Suppose we place a grid in xt-plane with points $(x_j,t_n)$ and mesh width $h= \Delta x$ and time step $k =\Delta t$ and $x_j=jh$ and $t_n = nk$ and call $U_j^n$ to be the approximation to some $u(x_j,t_n)$ at the discrete points. Also, notice that
$$ x_{j+1/2} = x_j + h/2 = (j+1/2)h $$
Im confused in this notion:
define ${\bf piecewise \; constant}$ functon $U_k(x,t)$ for all $x,t$ from the discrete values $U_j^n$. Assign this function the value $U_j^n$ in the $(j,n)$ grid cell:
$$ U_k(x,t) = U_j^n \; \; \; \; \text{for all } \; \; (x,t) \in [x_{j-1/2},x_{j+1/2}) \times [t_n, t_{n+1}) $$
what does this function represent? I cant understant really the difference between $U_k$ and $U_j^n$
This definition is introduced in the derivation of Godunov type finite-volume methods.
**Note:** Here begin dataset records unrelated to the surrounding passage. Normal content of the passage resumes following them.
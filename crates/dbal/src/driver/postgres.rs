//! PostgreSQL driver over a pooled `deadpool_postgres` client.

use super::{Driver, PoolOptions};
use crate::bind;
use crate::dialect::{Dialect, Postgres};
use crate::error::{DbalError, DbalResult};
use crate::row::Row;
use crate::value::Context;
use deadpool_postgres::{Object, Pool};
use std::sync::atomic::{AtomicBool, Ordering};
use tokio_postgres::types::ToSql;

/// A PostgreSQL session checked out of a pool.
///
/// The client stays checked out for the driver's lifetime, so `BEGIN` and the
/// statements that follow always run on the same backend session.
pub struct PgDriver {
    client: Object,
    in_transaction: AtomicBool,
    dialect: Postgres,
}

impl PgDriver {
    /// Wrap an already checked-out client.
    pub fn new(client: Object) -> Self {
        Self {
            client,
            in_transaction: AtomicBool::new(false),
            dialect: Postgres,
        }
    }

    /// Check a client out of `pool`.
    pub async fn connect(pool: &Pool) -> DbalResult<Self> {
        Ok(Self::new(pool.get().await?))
    }

    /// Open a standalone session from `options`.
    ///
    /// The driver owns its only session; build the pool with
    /// [`PoolOptions::build`] and use [`PgDriver::connect`] to share
    /// sessions between drivers.
    pub async fn connect_with(options: &PoolOptions) -> DbalResult<Self> {
        let pool = options.clone().max_size(1).build()?;
        Self::connect(&pool).await
    }

    /// Open a standalone plaintext session to `database_url`.
    pub async fn from_url(database_url: &str) -> DbalResult<Self> {
        Self::connect_with(&PoolOptions::new(database_url)).await
    }

    async fn run(&self, sql: &str, params: &[&(dyn ToSql + Sync)]) -> DbalResult<Vec<Row>> {
        let stmt = self
            .client
            .prepare_cached(sql)
            .await
            .map_err(DbalError::from_db_error)?;
        let rows = self
            .client
            .query(&stmt, params)
            .await
            .map_err(DbalError::from_db_error)?;
        rows.iter().map(Row::from_pg).collect()
    }

    async fn control(&self, command: &str) -> DbalResult<()> {
        self.client
            .batch_execute(command)
            .await
            .map_err(DbalError::from_db_error)
    }
}

impl std::fmt::Debug for PgDriver {
    fn fmt(&self, f: &mut std::fmt::Formatter<'_>) -> std::fmt::Result {
        f.debug_struct("PgDriver")
            .field("in_transaction", &self.in_transaction())
            .finish_non_exhaustive()
    }
}

impl Driver for PgDriver {
    fn dialect(&self) -> &dyn Dialect {
        &self.dialect
    }

    async fn execute(&self, sql: &str, params: &Context) -> DbalResult<Vec<Row>> {
        let bound = bind::rewrite(sql, params)?;
        let refs: Vec<&(dyn ToSql + Sync)> = bound
            .values
            .iter()
            .map(|v| *v as &(dyn ToSql + Sync))
            .collect();

        match self.run(&bound.sql, &refs).await {
            Err(err) if !self.in_transaction() && is_stale_statement(&err) => {
                tracing::warn!(target: "dbal", "cached statement went stale, re-preparing");
                self.client.statement_cache.clear();
                self.run(&bound.sql, &refs).await
            }
            result => result,
        }
    }

    async fn begin_transaction(&self) -> DbalResult<()> {
        if self
            .in_transaction
            .compare_exchange(false, true, Ordering::AcqRel, Ordering::Acquire)
            .is_err()
        {
            return Err(DbalError::AlreadyActive);
        }
        if let Err(err) = self.control("BEGIN").await {
            self.in_transaction.store(false, Ordering::Release);
            return Err(err);
        }
        Ok(())
    }

    async fn commit(&self) -> DbalResult<()> {
        if !self.in_transaction.swap(false, Ordering::AcqRel) {
            return Err(DbalError::NoActiveTransaction);
        }
        // Postgres ends the transaction even when COMMIT fails.
        self.control("COMMIT").await
    }

    async fn rollback(&self) -> DbalResult<()> {
        if !self.in_transaction.swap(false, Ordering::AcqRel) {
            return Err(DbalError::NoActiveTransaction);
        }
        self.control("ROLLBACK").await
    }

    fn in_transaction(&self) -> bool {
        self.in_transaction.load(Ordering::Acquire)
    }
}

/// Whether a failure means the cached prepared statement no longer matches
/// the schema and a re-prepare would succeed.
fn is_stale_statement(err: &DbalError) -> bool {
    let DbalError::QueryFailed {
        message,
        code: Some(code),
        ..
    } = err
    else {
        return false;
    };

    match code.as_str() {
        // "cached plan must not change result type" (e.g. after schema change)
        "0A000" => message
            .to_ascii_lowercase()
            .contains("cached plan must not change result type"),
        // invalid_sql_statement_name
        "26000" => true,
        _ => false,
    }
}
Its meaning is summarized in the picture below:
We have the grid nodes with abscissas $x_i$. We define finite volumes around each node, which are the cells $\mathcal{C}_i = [x_{i-1/2}, x_{i+1/2}]$ such that the node $x_i$ is at the center of the cell $\mathcal{C}_i$. Then, we introduce a piecewise constant function $\tilde u(x,t)$ which constant value over the cell $\mathcal{C}_i$ equals the grid-node value $u_i^n$ of $u$. This definition is analogous to the construction of midpoint Riemann sums.